- Theatrical poster
- Directed by: Muppalaneni Shiva
- Screenplay by: Muppalaneni Shiva
- Story by: Vikraman
- Based on: Unnidathil Ennai Koduthen (Tamil)
- Produced by: R. B. Choudary
- Starring: Venkatesh Soundarya Abbas
- Cinematography: Shyam K. Naidu
- Edited by: Marthand K. Venkatesh
- Music by: S. A. Rajkumar
- Production company: Super Good Films
- Release date: 18 March 1999;
- Running time: 166 minutes
- Country: India
- Language: Telugu

= Raja (1999 film) =

Raja is a 1999 Indian Telugu-language romantic drama film directed by Muppalaneni Shiva and produced by R. B. Choudary under Super Good Films. It stars Venkatesh, Soundarya and Abbas in pivotal roles, with original soundtrack by S. A. Rajkumar. The film won three Filmfare South Awards including Best Film, Best Actress and Best Music Director. The film was a remake of the Tamil film Unnidathil Ennai Koduthen (1998). The film was a blockbuster at the Andhra Pradesh and Telangana box offices, and marked Venkatesh's sixth subsequent successful film.

== Plot ==
Raja and Balu are petty thieves. One day they take up the job of stealing an idol of Lord Ganesha from a temple. While escaping from the chasing people, they hide in a house, where Anjali, who is a governess takes care of three children when the other family members were away on a tour. She locks the two of them in the kitchen room for one week. Anjali, while spending time with the guys, realizes that they are not bad after all and develops a soft corner for Raja. They will be released on the day the family members return from the trip. Raja falls for Anjali, he tries to change his ways by working responsibly and also makes a habit of writing a diary as per her advice.

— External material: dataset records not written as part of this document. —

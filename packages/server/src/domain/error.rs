//! Error types of the relay core.

use thiserror::Error;

/// Why an inbound frame could not be turned into an envelope.
#[derive(Debug, Error)]
pub enum EnvelopeError {
    #[error("frame is not valid UTF-8 text: {0}")]
    InvalidTransportPayload(#[from] std::str::Utf8Error),

    #[error("frame is not valid JSON: {0}")]
    Malformed(#[source] serde_json::Error),

    #[error("envelope must be a JSON object, got {0}")]
    NotAnObject(&'static str),

    #[error("envelope fields have unexpected types: {0}")]
    InvalidFields(#[source] serde_json::Error),
}

/// Rejection reasons of the trust gate.
#[derive(Debug, Clone, PartialEq, Eq, Error)]
pub enum TrustError {
    #[error("token is required for role '{0}'")]
    MissingToken(String),

    #[error("user.id is required for role '{0}'")]
    MissingUserId(String),

    #[error("token has expired")]
    Expired,

    #[error("token is invalid: {0}")]
    InvalidToken(String),

    #[error("token subject '{subject}' does not match user.id '{user_id}'")]
    SubjectMismatch { subject: String, user_id: String },
}

/// Outbound envelope failed validation before being written.
#[derive(Debug, Error)]
pub enum BusError {
    #[error("outbound envelope has an empty {0}")]
    EmptyField(&'static str),

    #[error("failed to serialize outbound envelope: {0}")]
    Serialization(#[from] serde_json::Error),
}

#[derive(Debug, Error)]
pub enum IdentityError {
    #[error("identity request failed: {0}")]
    Request(String),

    #[error("identity service answered with status {0}")]
    Status(u16),

    #[error("identity provider is not configured")]
    NotConfigured,
}

/// The transport behind a connection is gone.
#[derive(Debug, Clone, Copy, PartialEq, Eq, Error)]
#[error("connection is closed")]
pub struct ConnectionClosed;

Before leaving the house, Balu steals Anjali's bag which contains her diary, which Raja later reads to learn much about her. Anjali is the illegitimate daughter of lawyer Viswanatham. After her mother's death, Anjali meets her father who accepts her as his daughter but has to bring her into his house as a maid. Viswanatham and his wife Bhagyam, her sister Jaya, her sister's husband Shankaram, and their three children live in the same house. Bhagyam's brother, Sanjay comes from Canada, Anjali likes Sanjay and Viswanatham wants to get them married, but Sanjay says, he needs at least three months to decide. After reading this, Raja decides not to express his love and hides his feelings for her.

After returning from the trip, Bhagyam finds out a diamond necklace is missing. When looking for it, she finds a cigarette bud in one of the drawers. She discovers that two thieves had stayed in the house and blames her for the theft and expels her. When Raja and Balu go to return the diary, find out and accommodate her in a hostel. Raja does many petty works to pay the hostel fees and help Anjali pursue singing after finding out her singing talent. He asks music director K. Chakravarthy to give her chance to sing. Anjali after singing a few songs becomes successful in her singing career and becomes rich. She stays in a bungalow with Raja and Balu.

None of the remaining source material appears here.